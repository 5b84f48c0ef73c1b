//! # beaconcap
//!
//! Decodes IEEE 802.11 beacon frames into structured records and logs each
//! one as either a pcap record or a CSV row.
//!
//! Data flows one way: raw frame bytes, then [`BeaconRecord`], then formatted
//! bytes, then a [`StorageSink`]. Decoding keeps no state between frames.

pub mod beacon;
pub mod config;
pub mod encryption;
pub mod error;
pub mod format;
pub mod mac;
pub mod oui;
pub mod radiotap;
pub mod session;
pub mod storage;
pub mod tags;

pub use beacon::{BeaconDecoder, BeaconFixedFields, BeaconRecord, CapabilityFlag, CapabilityFlags, CaptureTime, RxInfo};
pub use config::CaptureConfig;
pub use encryption::{classify, EncryptionLabel};
pub use error::{DecodeError, FormatError, StorageError};
pub use format::{OutputFormat, PcapGlobalHeader, PcapRecordHeader, RecordFormatter};
pub use mac::{MacAddr, MacHeader};
pub use oui::OuiTable;
pub use session::{CaptureSession, ChannelHopper, CurrentChannel, FrameOutcome, SessionStats};
pub use storage::{FileStorage, MemoryStorage, StorageSink};
pub use tags::{SupportedRate, TagFindings};
//! Vendor lookup by organizationally unique identifier.
//!
//! The table is an ordered list of `(prefix, vendor)` pairs searched by exact
//! 24-bit match. There is no longest-prefix or partial matching.

/// Name reported when a prefix is not in the table.
pub const UNKNOWN_VENDOR: &str = "Unknown";

/// Built-in prefixes, in lookup order.
pub const BUILTIN_OUIS: &[(u32, &str)] = &[
    (0x001018, "Broadcom"),
    (0x7C5049, "Broadcom"),
    (0x001CB3, "Broadcom"),
    (0xB0C090, "Realtek"),
    (0xF46D04, "Realtek"),
    (0xDC9FDB, "Ubiquiti"),
    (0x0023DF, "Ubiquiti"),
    (0x001DD8, "Cisco"),
    (0x001E52, "Cisco"),
    (0x0050F2, "Microsoft"),
    (0x8C8590, "TP-Link"),
    (0x001FF3, "TP-Link"),
];

/// Immutable prefix table.
#[derive(Debug, Clone, Copy)]
pub struct OuiTable {
    entries: &'static [(u32, &'static str)],
}

impl Default for OuiTable {
    fn default() -> Self {
        Self::builtin()
    }
}

impl OuiTable {
    pub const fn builtin() -> Self {
        Self { entries: BUILTIN_OUIS }
    }

    pub const fn with_entries(entries: &'static [(u32, &'static str)]) -> Self {
        Self { entries }
    }

    /// Vendor for a 24-bit prefix, or [`UNKNOWN_VENDOR`].
    pub fn lookup(&self, oui: u32) -> &'static str {
        self.entries
            .iter()
            .find(|&&(prefix, _)| prefix == oui)
            .map(|&(_, name)| name)
            .unwrap_or(UNKNOWN_VENDOR)
    }

    /// Vendor for the first three bytes of an address.
    pub fn lookup_bytes(&self, prefix: [u8; 3]) -> &'static str {
        self.lookup(oui_from_bytes(prefix))
    }

    pub fn len(&self) -> usize {
        self.entries.len()
    }

    pub fn is_empty(&self) -> bool {
        self.entries.is_empty()
    }
}

/// Big-endian packing of a 3-byte prefix, so `00:50:f2` becomes `0x0050F2`.
pub fn oui_from_bytes(b: [u8; 3]) -> u32 {
    (b[0] as u32) << 16 | (b[1] as u32) << 8 | b[2] as u32
}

* * * * * * *

- _YOUR TASK_:
A single figure is required: how many lines above contain the word "impl".

- _ANSWER SECTION_:
2